ABA officials have debated the LSAT requirement for years, but that discussion didn't gain momentum until 2016, when the University of Arizona James E. Rogers College of Law became the first to allow applicants to submit either a LSAT or GRE score. Since then, 16 other schools have announced they are accepting, or soon will accept the GRE. (Two more law campuses accept the GRE in limited circumstances.) Chicago-Kent College of Law is the most recent to embrace the alternative test, announcing last week that it now welcomes applicants with GRE scores.
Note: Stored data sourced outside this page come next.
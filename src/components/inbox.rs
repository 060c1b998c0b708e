//! Omni-channel inbox: session list, live message feed and the report
//! export strip.
//!
//! Messages for the open session arrive over the same push feed as run
//! monitoring: the watcher subscribes to `realtime-messages-{session_id}`
//! and re-fetches the list on every insert event. Switching sessions
//! swaps the channel with the same teardown-before-open rule as the run
//! monitor.

use wasm_bindgen::closure::Closure;
use wasm_bindgen::JsCast;
use web_sys::{Document, Event};

use super::escape;
use crate::messages::{ExportKind, Message};
use crate::network::realtime::ChannelRouter;
use crate::state::{dispatch, AppContext};

const CONTAINER_ID: &str = "inbox-view";

pub fn session_topic(session_id: &str) -> String {
    format!("realtime-messages-{session_id}")
}

/// Subscribes to the session's message feed and hands ownership of the
/// channel to the store (which cancels the previous one first).
pub fn watch_session(ctx: &AppContext, session_id: &str) {
    let ctx_events = ctx.clone();
    let session = session_id.to_string();
    let guard = ChannelRouter::subscribe(&ctx.router, &session_topic(session_id), move |frame| {
        let is_insert = frame
            .get("event")
            .and_then(|e| e.as_str())
            .map_or(false, |e| e.eq_ignore_ascii_case("insert"));
        if is_insert {
            dispatch(
                &ctx_events,
                Message::InboxMessageArrived {
                    session_id: session.clone(),
                },
            );
        }
    });
    ctx.store.borrow_mut().install_inbox_channel(guard);
}

pub fn refresh(ctx: &AppContext) {
    let Some(document) = web_sys::window().and_then(|w| w.document()) else {
        return;
    };
    let Some(container) = document.get_element_by_id(CONTAINER_ID) else {
        return;
    };

    container.set_inner_html(&render(ctx));
    wire_events(ctx, &document);
}

fn render(ctx: &AppContext) -> String {
    let store = ctx.store.borrow();
    let mut html = String::new();

    // Reports strip.
    html.push_str("<div class=\"reports-strip\"><label>Reports</label>");
    for (kind, title) in [
        (ExportKind::Inventory, "Inventory (Excel)"),
        (ExportKind::OverallLedgerPdf, "Ledger (PDF)"),
        (ExportKind::OverallLedgerExcel, "Ledger (Excel)"),
        (ExportKind::AgingDebtors, "Aging Debtors"),
    ] {
        let busy = store.pending.downloading.contains(&kind.key());
        html.push_str(&format!(
            "<button id=\"exp-{}\" class=\"btn-mini\"{}>{}</button>",
            slug(&kind),
            if busy { " disabled" } else { "" },
            if busy {
                "<span class=\"spinner\"></span>".to_string()
            } else {
                title.to_string()
            },
        ));
    }
    html.push_str("</div>");

    // Session list.
    html.push_str("<div class=\"inbox-layout\"><ul class=\"session-list\">");
    if store.inbox_sessions.is_empty() {
        html.push_str("<li class=\"field-hint\">No conversations found</li>");
    }
    for session in &store.inbox_sessions {
        let selected = store.selected_session_id.as_deref() == Some(session.id.as_str());
        html.push_str(&format!(
            "<li><button id=\"session-{id}\" class=\"session-button{sel}\">\
             <span class=\"session-name\">{name}</span>\
             <span class=\"session-platform\">{platform}</span>\
             <span class=\"session-preview\">{preview}</span></button></li>",
            id = session.id,
            sel = if selected { " active" } else { "" },
            name = escape(session.customer_name.as_deref().unwrap_or("Unknown")),
            platform = escape(session.platform.as_deref().unwrap_or("")),
            preview = escape(session.last_message.as_deref().unwrap_or("")),
        ));
    }
    html.push_str("</ul>");

    // Message pane for the open session.
    html.push_str("<div class=\"message-pane\">");
    if store.selected_session_id.is_none() {
        html.push_str("<p class=\"field-hint\">Select a conversation</p>");
    } else if store.inbox_messages.is_empty() {
        html.push_str("<p class=\"field-hint\">No messages yet</p>");
    } else {
        for message in &store.inbox_messages {
            let mine = message.sender.as_deref() == Some("business");
            html.push_str(&format!(
                "<div class=\"bubble {}\">{}</div>",
                if mine { "bubble-out" } else { "bubble-in" },
                escape(&message.content),
            ));

            // Drafted invoices arrive as regular messages plus an id; they
            // render as an actionable card under the bubble.
            if let Some(invoice_id) = &message.invoice_id {
                let busy = store.pending.invoice_actions.contains(invoice_id);
                html.push_str(&format!(
                    "<div class=\"invoice-card\">\
                     <span>Invoice draft #{inv}</span>\
                     <button id=\"inv-ok-{inv}\" class=\"btn-mini\"{dis}>{ok}</button>\
                     <button id=\"inv-del-{inv}\" class=\"btn-mini btn-danger\"{dis}>{del}</button>\
                     </div>",
                    inv = escape(invoice_id),
                    dis = if busy { " disabled" } else { "" },
                    ok = if busy { "…" } else { "Confirm" },
                    del = if busy { "…" } else { "Delete" },
                ));
            }
        }
    }
    html.push_str("</div></div>");

    html
}

fn slug(kind: &ExportKind) -> &'static str {
    match kind {
        ExportKind::Inventory => "inventory",
        ExportKind::OverallLedgerPdf => "ledger-pdf",
        ExportKind::OverallLedgerExcel => "ledger-xlsx",
        ExportKind::AgingDebtors => "debtors",
        ExportKind::InvoicePdf(_) | ExportKind::InvoiceExcel(_) => "invoice",
    }
}

fn wire_events(ctx: &AppContext, document: &Document) {
    let session_ids: Vec<String> = ctx
        .store
        .borrow()
        .inbox_sessions
        .iter()
        .map(|s| s.id.clone())
        .collect();
    for id in session_ids {
        let element_id = format!("session-{id}");
        let session_id = id.clone();
        on_click(ctx, document, &element_id, move |ctx| {
            dispatch(
                ctx,
                Message::SelectInboxSession {
                    session_id: session_id.clone(),
                },
            );
        });
    }

    for (kind, element_id) in [
        (ExportKind::Inventory, "exp-inventory"),
        (ExportKind::OverallLedgerPdf, "exp-ledger-pdf"),
        (ExportKind::OverallLedgerExcel, "exp-ledger-xlsx"),
        (ExportKind::AgingDebtors, "exp-debtors"),
    ] {
        on_click(ctx, document, element_id, move |ctx| {
            dispatch(ctx, Message::DownloadExport { kind: kind.clone() });
        });
    }

    let invoice_ids: Vec<String> = ctx
        .store
        .borrow()
        .inbox_messages
        .iter()
        .filter_map(|m| m.invoice_id.clone())
        .collect();
    for invoice_id in invoice_ids {
        let confirm = invoice_id.clone();
        on_click(ctx, document, &format!("inv-ok-{invoice_id}"), move |ctx| {
            dispatch(
                ctx,
                Message::ConfirmInvoice {
                    invoice_id: confirm.clone(),
                },
            );
        });
        let delete = invoice_id.clone();
        on_click(ctx, document, &format!("inv-del-{invoice_id}"), move |ctx| {
            dispatch(
                ctx,
                Message::DeleteInvoice {
                    invoice_id: delete.clone(),
                },
            );
        });
    }
}

fn on_click<F>(ctx: &AppContext, document: &Document, id: &str, action: F)
where
    F: Fn(&AppContext) + 'static,
{
    let Some(element) = document.get_element_by_id(id) else {
        return;
    };
    let ctx = ctx.clone();
    let handler = Closure::wrap(Box::new(move |_: Event| {
        action(&ctx);
    }) as Box<dyn FnMut(_)>);
    let _ = element.add_event_listener_with_callback("click", handler.as_ref().unchecked_ref());
    handler.forget();
}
Schools that are using the GRE say they want to reach a wider pool of potential students, particularly those with science, technology, engineering and math backgrounds.

“By accepting GRE scores in addition to LSAT scores, Chicago-Kent hopes to invite applications from a more academically diverse pool of prospective students,” reads the school's announcement of the move. “In addition, because the GRE is offered more frequently and widely than the LSAT, the test is more accessible to candidates for admission both in the United States and around the world.”

The current ABA standard requires law schools to use a “valid and reliable” test in admissions, yet only the LSAT is specifically recognized as such. Schools now using the GRE are relying on studies that conclude that test is as effective as the LSAT in predicting first-year law school grades. ETS last fall announced that a national validity study of GRE scores from 21 law schools reached that same conclusion, though the Law School Admission Council's Testy has raised concerns about the methodology of the GRE validity studies.

The pending proposal would encourage law schools to use an admission test, but would not stipulate which tests are acceptable. The use of an admission test is among the factors the ABA will consider when determining whether a school is in compliance with its overarching admissions standard, under the proposed change.

Several high-profile law deans weighed in to support the new rule. Northwestern University Pritzker School of Law Dean Daniel Rodriguez; University of California, Berkeley School of Law Dean Erwin Chemerinsky; Arizona Dean Marc Miller; and University of Texas School of Law Dean Ward Farnsworth submitted a letter supporting the change, writing that it “invites experimentation.”

“The proposal would go a long way towards diversifying admission to J.D. programs, and place the burden of wise admissions decisions where it belongs: on law schools, and focused on outcomes rather than inputs,” the deans wrote.

Admissions deans from 22 law schools separately warned that eliminating the LSAT requirement would complicate the push for greater transparency in law school consumer data, given that the uniform LSAT score reporting of admitted and enrolled students would no longer be available. The proposal does not stipulate how the use of alternative tests would be reported to the public, they noted.

“How will that consumer disclosure be structured so that it remains meaningful whether a school requires one test, one of four tests, or maybe no test at all?” their letter asked.

The ABA's Standards Review Committee is scheduled to take up the matter at its April 13 meeting. Should the committee approve the change, the proposal would come before the ABA council for further consideration.